DATA FOR THIS TASK section start

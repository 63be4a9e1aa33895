//! Serde model for the `jobs` section of a `.travis.yml`
//!
//! Travis is lenient about shapes (a script may be a string or a list, `env`
//! may be a list, a mapping or a string), so every loose field gets a
//! representation that normalizes at load time.

use serde::{Deserialize, Deserializer};
use serde_yaml::{Mapping, Value};

/// Shell text for one lifecycle stage.
///
/// Lists are joined with newlines when loaded; `null` becomes empty. A
/// mapping (a `deploy` provider block) is kept as its YAML text.
#[derive(Debug, Clone, Default, PartialEq, Eq, Deserialize)]
#[serde(from = "Value")]
pub struct Script(String);

impl From<Value> for Script {
    fn from(value: Value) -> Self {
        match value {
            Value::Sequence(items) => Script(
                items
                    .iter()
                    .map(scalar_to_string)
                    .collect::<Vec<_>>()
                    .join("\n"),
            ),
            other => Script(scalar_to_string(&other)),
        }
    }
}

impl Script {
    pub fn new(text: impl Into<String>) -> Self {
        Script(text.into())
    }

    pub fn as_str(&self) -> &str {
        &self.0
    }

    pub fn is_empty(&self) -> bool {
        self.0.is_empty()
    }

    /// Travis uses a literal `skip` to disable a default stage.
    pub fn is_skip(&self) -> bool {
        self.0.trim() == "skip"
    }
}

/// The lifecycle stages of a Travis job, in execution order.
#[derive(Debug, Clone, Copy, PartialEq, Eq)]
pub enum LifecycleStage {
    BeforeInstall,
    Install,
    BeforeScript,
    Script,
    BeforeDeploy,
    Deploy,
    AfterDeploy,
    AfterScript,
    AfterSuccess,
    AfterFailure,
}

impl LifecycleStage {
    pub const ORDER: [LifecycleStage; 10] = [
        LifecycleStage::BeforeInstall,
        LifecycleStage::Install,
        LifecycleStage::BeforeScript,
        LifecycleStage::Script,
        LifecycleStage::BeforeDeploy,
        LifecycleStage::Deploy,
        LifecycleStage::AfterDeploy,
        LifecycleStage::AfterScript,
        LifecycleStage::AfterSuccess,
        LifecycleStage::AfterFailure,
    ];

    pub fn key(self) -> &'static str {
        match self {
            LifecycleStage::BeforeInstall => "before_install",
            LifecycleStage::Install => "install",
            LifecycleStage::BeforeScript => "before_script",
            LifecycleStage::Script => "script",
            LifecycleStage::BeforeDeploy => "before_deploy",
            LifecycleStage::Deploy => "deploy",
            LifecycleStage::AfterDeploy => "after_deploy",
            LifecycleStage::AfterScript => "after_script",
            LifecycleStage::AfterSuccess => "after_success",
            LifecycleStage::AfterFailure => "after_failure",
        }
    }

    pub fn description(self) -> &'static str {
        match self {
            LifecycleStage::BeforeInstall => "Before install:",
            LifecycleStage::Install => "Install:",
            LifecycleStage::BeforeScript => "Before script:",
            LifecycleStage::Script => "Script:",
            LifecycleStage::BeforeDeploy => "Before deploy:",
            LifecycleStage::Deploy => "Deploy:",
            LifecycleStage::AfterDeploy => "After deploy:",
            LifecycleStage::AfterScript => "After script:",
            LifecycleStage::AfterSuccess => "After success:",
            LifecycleStage::AfterFailure => "After failure:",
        }
    }
}

/// One `env` item: a `NAME: value` mapping or a `NAME=value` string.
#[derive(Debug, Clone, PartialEq, Deserialize)]
#[serde(untagged)]
pub enum EnvEntry {
    Vars(Mapping),
    Assignment(String),
}

#[derive(Debug, Clone, PartialEq, Deserialize)]
#[serde(untagged)]
pub enum EnvSpec {
    List(Vec<EnvEntry>),
    Single(EnvEntry),
}

impl Default for EnvSpec {
    fn default() -> Self {
        EnvSpec::List(Vec::new())
    }
}

impl EnvSpec {
    pub fn entries(&self) -> &[EnvEntry] {
        match self {
            EnvSpec::List(entries) => entries,
            EnvSpec::Single(entry) => std::slice::from_ref(entry),
        }
    }

    pub fn is_empty(&self) -> bool {
        self.to_exports().is_empty()
    }

    /// `export NAME="value"` lines in declaration order.
    pub fn to_exports(&self) -> Vec<String> {
        let mut exports = Vec::new();
        for entry in self.entries() {
            match entry {
                EnvEntry::Vars(vars) => {
                    for (name, value) in vars {
                        exports.push(format!(
                            "export {}=\"{}\"",
                            scalar_to_string(name),
                            scalar_to_string(value)
                        ));
                    }
                }
                EnvEntry::Assignment(text) => {
                    let text = text.trim();
                    if text.is_empty() {
                        continue;
                    }
                    match text.split_once('=') {
                        Some((name, value)) => {
                            let value = value.trim_matches(|c| c == '"' || c == '\'');
                            exports.push(format!("export {}=\"{}\"", name.trim(), value));
                        }
                        None => exports.push(format!("export {}", text)),
                    }
                }
            }
        }
        exports
    }
}

/// `allow_failures` is either a flag or a list of job matchers.
#[derive(Debug, Clone, PartialEq, Deserialize)]
#[serde(untagged)]
pub enum AllowFailures {
    Flag(bool),
    Jobs(Vec<Mapping>),
}

impl Default for AllowFailures {
    fn default() -> Self {
        AllowFailures::Flag(false)
    }
}

#[derive(Debug, Clone, Default, PartialEq, Deserialize)]
#[serde(default)]
pub struct Job {
    #[serde(deserialize_with = "scalar_string")]
    pub stage: String,
    #[serde(deserialize_with = "scalar_string")]
    pub name: String,
    #[serde(deserialize_with = "scalar_string")]
    pub python: String,
    pub env: EnvSpec,
    pub workspaces: Mapping,
    pub before_install: Script,
    pub install: Script,
    pub before_script: Script,
    pub script: Script,
    pub before_deploy: Script,
    pub deploy: Script,
    pub after_deploy: Script,
    pub after_script: Script,
    pub after_success: Script,
    pub after_failure: Script,
}

impl Job {
    pub fn lifecycle(&self, stage: LifecycleStage) -> &Script {
        match stage {
            LifecycleStage::BeforeInstall => &self.before_install,
            LifecycleStage::Install => &self.install,
            LifecycleStage::BeforeScript => &self.before_script,
            LifecycleStage::Script => &self.script,
            LifecycleStage::BeforeDeploy => &self.before_deploy,
            LifecycleStage::Deploy => &self.deploy,
            LifecycleStage::AfterDeploy => &self.after_deploy,
            LifecycleStage::AfterScript => &self.after_script,
            LifecycleStage::AfterSuccess => &self.after_success,
            LifecycleStage::AfterFailure => &self.after_failure,
        }
    }
}

/// The job matrix. Only `include` is rendered.
#[derive(Debug, Clone, Default, PartialEq, Deserialize)]
#[serde(default)]
pub struct Jobs {
    pub include: Vec<Job>,
    pub exclude: Vec<Job>,
    pub allow_failures: AllowFailures,
    pub fast_finish: bool,
}

/// Renders a YAML scalar the way it reads in the source file.
pub fn scalar_to_string(value: &Value) -> String {
    match value {
        Value::Null => String::new(),
        Value::Bool(b) => b.to_string(),
        Value::Number(n) => n.to_string(),
        Value::String(s) => s.clone(),
        other => serde_yaml::to_string(other)
            .map(|s| s.trim_end().to_string())
            .unwrap_or_default(),
    }
}

fn scalar_string<'de, D>(deserializer: D) -> Result<String, D::Error>
where
    D: Deserializer<'de>,
{
    let value = Value::deserialize(deserializer)?;
    Ok(scalar_to_string(&value))
}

DATA FOR THIS TASK section end

* **ASSIGNMENT**:
Where a line of the entries contains the word "BeforeDeploy", copy that line.

* **FINISHED TASK**:
    BeforeDeploy,
        LifecycleStage::BeforeDeploy,
            LifecycleStage::BeforeDeploy => "before_deploy",
            LifecycleStage::BeforeDeploy => "Before deploy:",
            LifecycleStage::BeforeDeploy => &self.before_deploy,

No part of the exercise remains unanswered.